This is awesome and thanks for your contribution. This is the most convenient way for me as admin to extract and analyze tenant data. I have a separate workflow to store the daily event activity log and will continue using it, but your connector allows me to quickly get the other metadata (report/dataset catalog for example) to do a hollistic tenant review.

jerry deng
jerry deng
Reply to  Miguel Escobar
7 months ago

Hi Miguel, does this connector work for the service refresh as well? I tried with enterprise gateway following the documentation below but could not find this as a connector option when adding new data source for the gateway.
https://docs.microsoft.com/en-us/power-bi/connect-data/service-gateway-custom-connectors

jerry deng
jerry deng
Reply to  Miguel Escobar
7 months ago

Sorry please disregard my earlier question. I am able to proceed by moving the connector file to a folder location that is accessible by the gateway service account. Still having an error now with “gateway cannot be reached”, but that’s probably something specific to my scenario. Thanks again!

Antonio Palomas
Antonio Palomas
7 months ago

Thank you very much for your contribution.
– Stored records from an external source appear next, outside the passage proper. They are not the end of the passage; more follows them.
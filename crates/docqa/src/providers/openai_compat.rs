//! OpenAI-compatible chat-completions client (Groq, OpenAI, and compatible servers)

use async_trait::async_trait;
use serde::{Deserialize, Serialize};
use std::time::Duration;
use tracing::{debug, error};

use crate::config::{LlmBackend, LlmConfig};
use crate::error::{Error, Result};

use super::llm::CompletionProvider;

/// Groq's OpenAI-compatible API
pub const GROQ_BASE_URL: &str = "https://api.groq.com/openai/v1";

/// OpenAI API
pub const OPENAI_BASE_URL: &str = "https://api.openai.com/v1";

/// Chat-completions provider with bearer-token auth
pub struct OpenAiCompatClient {
    client: reqwest::Client,
    /// Provider name reported in errors ("groq", "openai")
    provider: String,
    base_url: String,
    api_key: Option<String>,
    /// Variable the credential is read from, for error messages
    api_key_var: Option<&'static str>,
    model: String,
    temperature: f32,
}

impl OpenAiCompatClient {
    /// Create a client for a Groq or OpenAI backend
    ///
    /// A missing credential is not an error here; it surfaces on the first call.
    pub fn new(config: &LlmConfig) -> Result<Self> {
        let default_base = match config.provider {
            LlmBackend::OpenAi => OPENAI_BASE_URL,
            _ => GROQ_BASE_URL,
        };
        let base_url = config
            .base_url
            .as_deref()
            .unwrap_or(default_base)
            .trim_end_matches('/')
            .to_string();

        let client = reqwest::Client::builder()
            .timeout(Duration::from_secs(120))
            .build()
            .map_err(|e| Error::Config(format!("Failed to create HTTP client: {}", e)))?;

        Ok(Self {
            client,
            provider: config.provider.name().to_string(),
            base_url,
            api_key: config.api_key.clone(),
            api_key_var: config.provider.api_key_var(),
            model: config.model_name().to_string(),
            temperature: config.temperature,
        })
    }

    fn endpoint(&self) -> String {
        format!("{}/chat/completions", self.base_url)
    }

    fn credential(&self) -> Result<&str> {
        self.api_key
            .as_deref()
            .filter(|k| !k.trim().is_empty())
            .ok_or_else(|| {
                let var = self.api_key_var.unwrap_or("the API key");
                Error::generation(&self.provider, format!("{} is not set", var))
            })
    }
}

// ── Chat-completions request/response types ────────────────────────

#[derive(Serialize)]
struct ChatRequest<'a> {
    model: &'a str,
    messages: Vec<ChatMessage<'a>>,
    temperature: f32,
}

#[derive(Serialize)]
struct ChatMessage<'a> {
    role: &'a str,
    content: &'a str,
}

#[derive(Deserialize)]
struct ChatResponse {
    choices: Vec<Choice>,
}

#[derive(Deserialize)]
struct Choice {
    message: ResponseMessage,
}

#[derive(Deserialize)]
struct ResponseMessage {
    #[serde(default)]
    content: Option<String>,
}

#[derive(Deserialize)]
struct ErrorResponse {
    error: ErrorDetail,
}

#[derive(Deserialize)]
struct ErrorDetail {
    message: String,
}

#[async_trait]
impl CompletionProvider for OpenAiCompatClient {
    async fn complete(&self, prompt: &str) -> Result<String> {
        let api_key = self.credential()?;

        debug!(provider = %self.provider, model = %self.model, prompt_len = prompt.len(), "chat completion");

        let request = ChatRequest {
            model: &self.model,
            messages: vec![ChatMessage {
                role: "user",
                content: prompt,
            }],
            temperature: self.temperature,
        };

        let response = self
            .client
            .post(self.endpoint())
            .bearer_auth(api_key)
            .json(&request)
            .send()
            .await
            .map_err(|e| Error::generation(&self.provider, format!("request failed: {e}")))?;

        if !response.status().is_success() {
            let status = response.status();
            let body = response.text().await.unwrap_or_default();
            let detail = serde_json::from_str::<ErrorResponse>(&body)
                .map(|e| e.error.message)
                .unwrap_or(body);

            error!(provider = %self.provider, %status, "API error");
            return Err(Error::generation(
                &self.provider,
                format!("API returned {status}: {detail}"),
            ));
        }

        let chat: ChatResponse = response.json().await.map_err(|e| {
            Error::generation(&self.provider, format!("failed to parse response: {e}"))
        })?;

        chat.choices
            .into_iter()
            .next()
            .and_then(|c| c.message.content)
            .ok_or_else(|| Error::generation(&self.provider, "response contained no message"))
    }

    async fn health_check(&self) -> Result<bool> {
        let Ok(api_key) = self.credential() else {
            return Ok(false);
        };

        match self
            .client
            .get(format!("{}/models", self.base_url))
            .bearer_auth(api_key)
            .send()
            .await
        {
            Ok(response) => Ok(response.status().is_success()),
            Err(_) => Ok(false),
        }
    }

    fn name(&self) -> &str {
        &self.provider
    }

    fn model(&self) -> &str {
        &self.model
    }
}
This is very good and will help a lot in the administration of the Power BI Service. Congratulations on the idea and initiative to build the connector.

Ricardo Bunge
Ricardo Bunge
7 months ago

Hi Miguel — this sounds fantastic! I grabbed the .mez file, placed it in the Documents\Power BI Desktop\Custom Connectors folder, changed the security setting in PBI, but I still cannot get your connector to appear in the Get Data list. Any ideas?

Ricardo Bunge
Ricardo Bunge
Reply to  Miguel Escobar
7 months ago

This is actually the first one I’ve tried. I’ll have a look at that link you sent. Thanks!

OlegR
OlegR
7 months ago

Hi Miguel!

It would be very nice to add support for Dataflow (Get Dataflow Transactions), so we could track the refreshes status! I leave the documentation here: https://docs.microsoft.com/en-us/rest/api/power-bi/dataflows/getdataflowtransactions

Nice job!

Rui Caio
Rui Caio
7 months ago

Hi.
First of all, I would like to thank you for this. This is the easiest way to consume the API.
I’m facing only a small problem using the “DatasetDatasourcesAsAdmin”
“Error returned: OLE DB or ODBC error: [Expression.Error] The field ‘datasourceid’ of the record wasn’t found”
Could you help me with that?
Everything else is working well.
Thank you for this!

Jeremiah
Jeremiah
7 months ago

Awesome stuff! I am having a problem though – I’m trying to pull multiple months of the “event activity log” with a filter right after “Invoked Function…”, where “Operation = GenerateEmbedToken.” This will run for a short time frame passed in the date function, for example if I pull Jan 1 to Feb 1st. But it slows to a crawl if I Select Jan 1st to today for example. Rather, it won’t even load. The only troubleshooting I’ve been able to identify is that my task manager on my laptop says memory is at 99.9% when I’m trying to pull those dates. Is this function very memory intensive? My machine has 16 gb ram, so I figured that would be enough.

Jamie
Jamie
6 months ago

Hi Miguel! This is an awesome connector and just what I need. I’ve built a report in Power BI Desktop using the connector and am currently trying to configure it on our gateway. Using the Microsoft documentation on setting the custom connector up (the link in your article), I’ve dropped a copy of the latest connector file in a folder and the server where the gateway is installed. I’ve configured the folder location on the Connectors tab of the gateway app and provided the service account full permissions on the folder. I’ve also verified that I’ve used the correct service account set up with the gateway. Sadly I still can’t get the gateway to recognise the connector. Have you encountered this issue with any clients or have any other ideas why the gateway won’t pick the connector up? Thanks

Jamie
Jamie
Reply to  Miguel Escobar
6 months ago

It appears the solution was to keep the folder name for the custom connectors short and use a different service account instead of the default PBIEgwService account.

varun devaraj
varun devaraj
4 months ago

I am implementing the activity pull using your connector. However, it’s taking way too long to pull the data when I am trying to pull the last 90 days. Do you know of any method that could help me to improve my performance?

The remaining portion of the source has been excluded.